In this article we discuss how design-led reuse in interior design and the related disciplines of product design, architecture and building, can improve through the use of emerging and established digital technologies, catalysing shifts in technique, labour and practice. We do this first by exploring the problems with recycling to identify the conceptual issues to be addressed, and then we define our terminology and focus through a review of strategies grouped within design-led reuse (and reuse-led design). We then introduce our aims through explication of our theoretical framework and methods, after which we review literature and case studies for a selection of technologies suitable for design-led reuse. The technologies are chosen due to their importance for conventional design practices and their relevance to our practice-based research. Therefore, we include a discussion of studio experiments to understand their challenges and potential for design-led reuse through intuitive and first-hand perspective.

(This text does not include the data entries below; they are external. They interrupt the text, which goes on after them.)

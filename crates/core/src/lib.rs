pub mod csr;
pub mod howard;
pub mod scc;
pub mod traits;

pub use csr::GraphCSR;
pub use howard::{CycleCandidate, HowardSolver, HowardSolverBuilder};
pub use scc::TarjanDecomposer;
pub use traits::{ComponentDecomposer, GraphSolver};
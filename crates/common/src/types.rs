/// Represents a cycle in a weighted directed graph as a closed walk.
///
/// Fields:
/// - `vertices`: Vertices in visit order. The first vertex is the cycle's
///   representative and is not repeated at the end.
/// - `edges`: The arcs of the walk in forward order; `edges[i]` leaves `vertices[i]`.
/// - `weight`: Sum of the arc weights along the cycle.
#[derive(Debug, Clone, PartialEq)]
pub struct CyclePath {
    pub vertices: Vec<usize>,
    pub edges: Vec<Edge>,
    pub weight: f64,
}

impl CyclePath {
    /// Number of arcs on the cycle.
    pub fn len(&self) -> usize {
        self.edges.len()
    }

    pub fn is_empty(&self) -> bool {
        self.edges.is_empty()
    }

    /// Returns the mean weight of the cycle (`weight / len`).
    ///
    /// An empty path has no arcs and reports positive infinity.
    pub fn mean(&self) -> f64 {
        if self.edges.is_empty() {
            return f64::INFINITY;
        }
        self.weight / self.edges.len() as f64
    }

    /// Returns true if every arc continues where the previous one ended and
    /// the last arc returns to the first vertex.
    pub fn is_closed(&self) -> bool {
        if self.edges.is_empty() || self.edges.len() != self.vertices.len() {
            return false;
        }
        let n = self.edges.len();
        self.edges.iter().enumerate().all(|(i, &(u, v, _))| {
            u == self.vertices[i] && v == self.vertices[(i + 1) % n]
        })
    }
}

/// How a minimum mean cycle search ended.
#[derive(Debug, Clone, Copy, PartialEq, Eq)]
pub enum Termination {
    /// Every component converged; the reported cycle is mean-minimal.
    Optimal,
    /// The iteration cap stopped the search early. The reported cycle is the
    /// best one seen so far and may not be minimal.
    IterationLimit,
}

/// Outcome of one minimum mean cycle search.
#[derive(Debug, Clone, PartialEq)]
pub struct MeanCycleSearch {
    /// The best cycle found, or `None` if the graph has no cycle.
    pub cycle: Option<CyclePath>,
    pub termination: Termination,
    /// Relaxation passes performed across all components. Never exceeds the
    /// solver's iteration cap.
    pub iterations: usize,
}

impl MeanCycleSearch {
    /// Mean of the best cycle, or positive infinity if the graph is acyclic.
    pub fn mean(&self) -> f64 {
        self.cycle.as_ref().map_or(f64::INFINITY, CyclePath::mean)
    }

    pub fn has_cycle(&self) -> bool {
        self.cycle.is_some()
    }
}

/// Type alias for a single edge list: (from, to, weight)
pub type Edge = (usize, usize, f64);
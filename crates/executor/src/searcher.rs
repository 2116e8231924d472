use std::sync::Arc;

use tokio::select;
use tokio::sync::watch;
use tokio::time::{self, Duration};
use tracing::{error, info, warn};

use super::{error::Error, types::SharedGraph};
use common::types::{MeanCycleSearch, Termination};
use mean_cycle_core::traits::GraphSolver;

/// Periodically solves the minimum mean cycle problem on a snapshot of the
/// shared graph.
///
/// Every search works on a fresh clone taken under the read lock, so the
/// writer is never blocked by a running solve and nothing from an earlier
/// search is reused.
pub struct CycleSearcher<S> {
    solver: S,
    graph: SharedGraph,
    interval: Duration,
    max_searches: Option<usize>,
    shutdown: Arc<watch::Sender<bool>>,
}

impl<S> CycleSearcher<S>
where
    S: GraphSolver,
{
    pub fn new(
        graph: SharedGraph,
        interval: Duration,
        solver: S,
        max_searches: Option<usize>,
        shutdown: Arc<watch::Sender<bool>>,
    ) -> Self {
        CycleSearcher {
            solver,
            graph,
            interval,
            max_searches,
            shutdown,
        }
    }

    /// Runs searches until shutdown is signalled or `max_searches` is reached.
    ///
    /// Reaching `max_searches` signals shutdown to the rest of the pipeline.
    pub async fn search_for_cycles(self) -> Result<(), Error> {
        info!("Searcher ready.");

        let mut shutdown = self.shutdown.subscribe();
        let mut interval = time::interval(self.interval);
        let mut searches = 0usize;

        // The first tick occurs immediately, but we skip it to wait the full duration
        interval.tick().await;

        if *shutdown.borrow() {
            return Ok(());
        }

        loop {
            select! {
                _ = interval.tick() => {}
                changed = shutdown.changed() => {
                    if changed.is_err() || *shutdown.borrow() {
                        info!("Shutdown signal received, stopping searcher.");
                        return Ok(());
                    }
                    continue;
                }
            }

            self.search_once().await;
            searches += 1;

            if self.max_searches.is_some_and(|max| searches >= max) {
                info!(searches, "Search limit reached, signalling shutdown.");
                // Other tasks may already be gone; nothing to notify then.
                let _ = self.shutdown.send(true);
                return Ok(());
            }
        }
    }

    /// Solves one snapshot. Returns `None` if the search was skipped or failed.
    async fn search_once(&self) -> Option<MeanCycleSearch> {
        let graph_snapshot = {
            let graph_guard = self.graph.read().await;
            graph_guard.clone()
        };

        // Only run the search if the graph has any edge at all
        if graph_snapshot.num_edges() == 0 {
            info!("Searcher: Graph has no edges yet. Skipping.");
            return None;
        }

        info!(
            nodes = graph_snapshot.num_nodes,
            edges = graph_snapshot.num_edges(),
            "Searcher: Starting minimum mean cycle search on new snapshot..."
        );

        match self.solver.find_minimum_mean_cycle(&graph_snapshot) {
            Ok(search) => {
                if search.termination == Termination::IterationLimit {
                    warn!(
                        iterations = search.iterations,
                        "Iteration cap reached; reported cycle may not be minimal."
                    );
                }
                match &search.cycle {
                    Some(cycle) => info!(
                        mean = cycle.mean(),
                        length = cycle.len(),
                        path = ?cycle.vertices,
                        "Minimum mean cycle found."
                    ),
                    None => info!("Search complete: graph has no cycle."),
                }
                Some(search)
            }
            Err(e) => {
                error!(error = %e, "Searcher: cycle search failed. Continuing.");
                None
            }
        }
    }

    pub fn spawn_task(self) -> tokio::task::JoinHandle<Result<(), Error>>
    where
        S: Send + Sync + 'static,
    {
        tokio::spawn(self.search_for_cycles())
    }
}

#[cfg(test)]
mod tests {
    use super::*;
    use mean_cycle_core::{GraphCSR, HowardSolver};
    use tokio::sync::RwLock;

    fn shared_graph(edges: &mut [common::types::Edge]) -> SharedGraph {
        Arc::new(RwLock::new(GraphCSR::from_edges(0, edges, 10)))
    }

    #[tokio::test]
    async fn test_stops_after_max_searches_and_signals_shutdown() {
        let graph = shared_graph(&mut [(0, 1, 1.0), (1, 0, 3.0)]);
        let (shutdown_tx, mut shutdown_rx) = watch::channel(false);
        let shutdown_tx = Arc::new(shutdown_tx);

        let searcher = CycleSearcher::new(
            graph,
            Duration::from_millis(5),
            HowardSolver::default(),
            Some(2),
            shutdown_tx.clone(),
        );

        let result = time::timeout(Duration::from_secs(2), searcher.spawn_task())
            .await
            .expect("searcher did not stop");
        assert!(result.unwrap().is_ok());

        assert!(shutdown_rx.has_changed().unwrap());
        assert!(*shutdown_rx.borrow_and_update());
    }

    #[tokio::test]
    async fn test_shutdown_stops_searcher() {
        let graph = shared_graph(&mut []);
        let (shutdown_tx, _shutdown_rx) = watch::channel(false);
        let shutdown_tx = Arc::new(shutdown_tx);

        let handle = CycleSearcher::new(
            graph,
            Duration::from_secs(3600),
            HowardSolver::default(),
            None,
            shutdown_tx.clone(),
        )
        .spawn_task();

        // Give the task a moment to subscribe before signalling.
        time::sleep(Duration::from_millis(20)).await;
        shutdown_tx.send(true).unwrap();

        let result = time::timeout(Duration::from_secs(2), handle)
            .await
            .expect("searcher did not stop");
        assert!(result.unwrap().is_ok());
    }

    #[tokio::test]
    async fn test_empty_graph_search_is_skipped() {
        let graph = shared_graph(&mut []);
        let (shutdown_tx, _shutdown_rx) = watch::channel(false);

        let searcher = CycleSearcher::new(
            graph,
            Duration::from_millis(5),
            HowardSolver::default(),
            Some(1),
            Arc::new(shutdown_tx),
        );

        assert!(searcher.search_once().await.is_none());
    }

    #[tokio::test]
    async fn test_search_once_reports_snapshot_result() {
        let graph = shared_graph(&mut [(0, 1, 1.0), (1, 0, 3.0), (1, 2, 0.5)]);
        let (shutdown_tx, _shutdown_rx) = watch::channel(false);

        let searcher = CycleSearcher::new(
            graph,
            Duration::from_millis(5),
            HowardSolver::default(),
            None,
            Arc::new(shutdown_tx),
        );

        let search = searcher.search_once().await.expect("graph has edges");
        assert_eq!(search.termination, Termination::Optimal);
        assert_eq!(search.mean(), 2.0);
    }
}
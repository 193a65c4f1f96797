//! Purpose: Tier names and the lexical license-key rules attached to them.
//! Exports: `Tier`, `license_matches`.
//! Role: Pure validation helpers used by `LicensedClient`.
//! Invariants: Matching is full-string and case-sensitive.
//! Invariants: Unknown tiers and uncompilable patterns never validate (fail-closed).
use regex::Regex;
use std::sync::LazyLock;

static BASIC_KEY_RE: LazyLock<Option<Regex>> = LazyLock::new(|| compile(Tier::Basic));
static PRO_KEY_RE: LazyLock<Option<Regex>> = LazyLock::new(|| compile(Tier::Pro));
static ENTERPRISE_KEY_RE: LazyLock<Option<Regex>> = LazyLock::new(|| compile(Tier::Enterprise));

#[derive(Clone, Copy, Debug, Eq, Hash, PartialEq)]
pub enum Tier {
    Free,
    Basic,
    Pro,
    Enterprise,
}

impl Tier {
    pub const ALL: [Tier; 4] = [Tier::Free, Tier::Basic, Tier::Pro, Tier::Enterprise];

    /// Exact, case-sensitive lookup; `"Pro"` is not a tier.
    pub fn from_name(name: &str) -> Option<Self> {
        match name {
            "free" => Some(Tier::Free),
            "basic" => Some(Tier::Basic),
            "pro" => Some(Tier::Pro),
            "enterprise" => Some(Tier::Enterprise),
            _ => None,
        }
    }

    pub fn as_str(self) -> &'static str {
        match self {
            Tier::Free => "free",
            Tier::Basic => "basic",
            Tier::Pro => "pro",
            Tier::Enterprise => "enterprise",
        }
    }

    pub fn key_prefix(self) -> Option<&'static str> {
        match self {
            Tier::Free => None,
            Tier::Basic => Some("bsc_"),
            Tier::Pro => Some("pro_"),
            Tier::Enterprise => Some("ent_"),
        }
    }

    pub fn key_pattern(self) -> Option<&'static str> {
        match self {
            Tier::Free => None,
            Tier::Basic => Some(r"^bsc_[a-f0-9]{16}$"),
            Tier::Pro => Some(r"^pro_[a-f0-9]{16}$"),
            Tier::Enterprise => Some(r"^ent_[a-f0-9]{16}$"),
        }
    }

    pub fn requires_key(self) -> bool {
        self != Tier::Free
    }

    fn key_regex(self) -> Option<&'static Regex> {
        match self {
            Tier::Free => None,
            Tier::Basic => BASIC_KEY_RE.as_ref(),
            Tier::Pro => PRO_KEY_RE.as_ref(),
            Tier::Enterprise => ENTERPRISE_KEY_RE.as_ref(),
        }
    }
}

fn compile(tier: Tier) -> Option<Regex> {
    Regex::new(tier.key_pattern()?).ok()
}

/// Checks `license_key` against the pattern registered for `tier`.
///
/// `free` accepts any key, including the empty one. Tiers outside the
/// known set are rejected whatever the key looks like.
pub fn license_matches(tier: &str, license_key: &str) -> bool {
    match Tier::from_name(tier) {
        Some(Tier::Free) => true,
        Some(tier) => tier
            .key_regex()
            .is_some_and(|pattern| pattern.is_match(license_key)),
        None => false,
    }
}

Circular economy and the fallacy of recycling

The early conceptualisation of circular economy by Walter Stahel envisioned the re-circulation of materials and products across a full spectrum of designed products, but also services and practices4,5. Materials and products can achieve longer life through careful design, maintenance, repair and, once a product or its materials have reached a transition point marked by loss in function, value or appropriateness, then reuse. This logical order of circular economy practices aims to minimise entropy, slowing the fragmentation and granularisation of materials, and preserve embodied energy, cost and carbon. Reuse is placed before recycling6. Across the range of reuses, reuse that privileges the larger, more complete and less destructive forms of reuse are preferred. To give an example of this, consider remanufacturing, in which products are returned to manufacturers for disassembly into their components for selective reuse into new products. This is a kind of reuse, but one that should be less preferred to reuse of whole products in new uses at local sites.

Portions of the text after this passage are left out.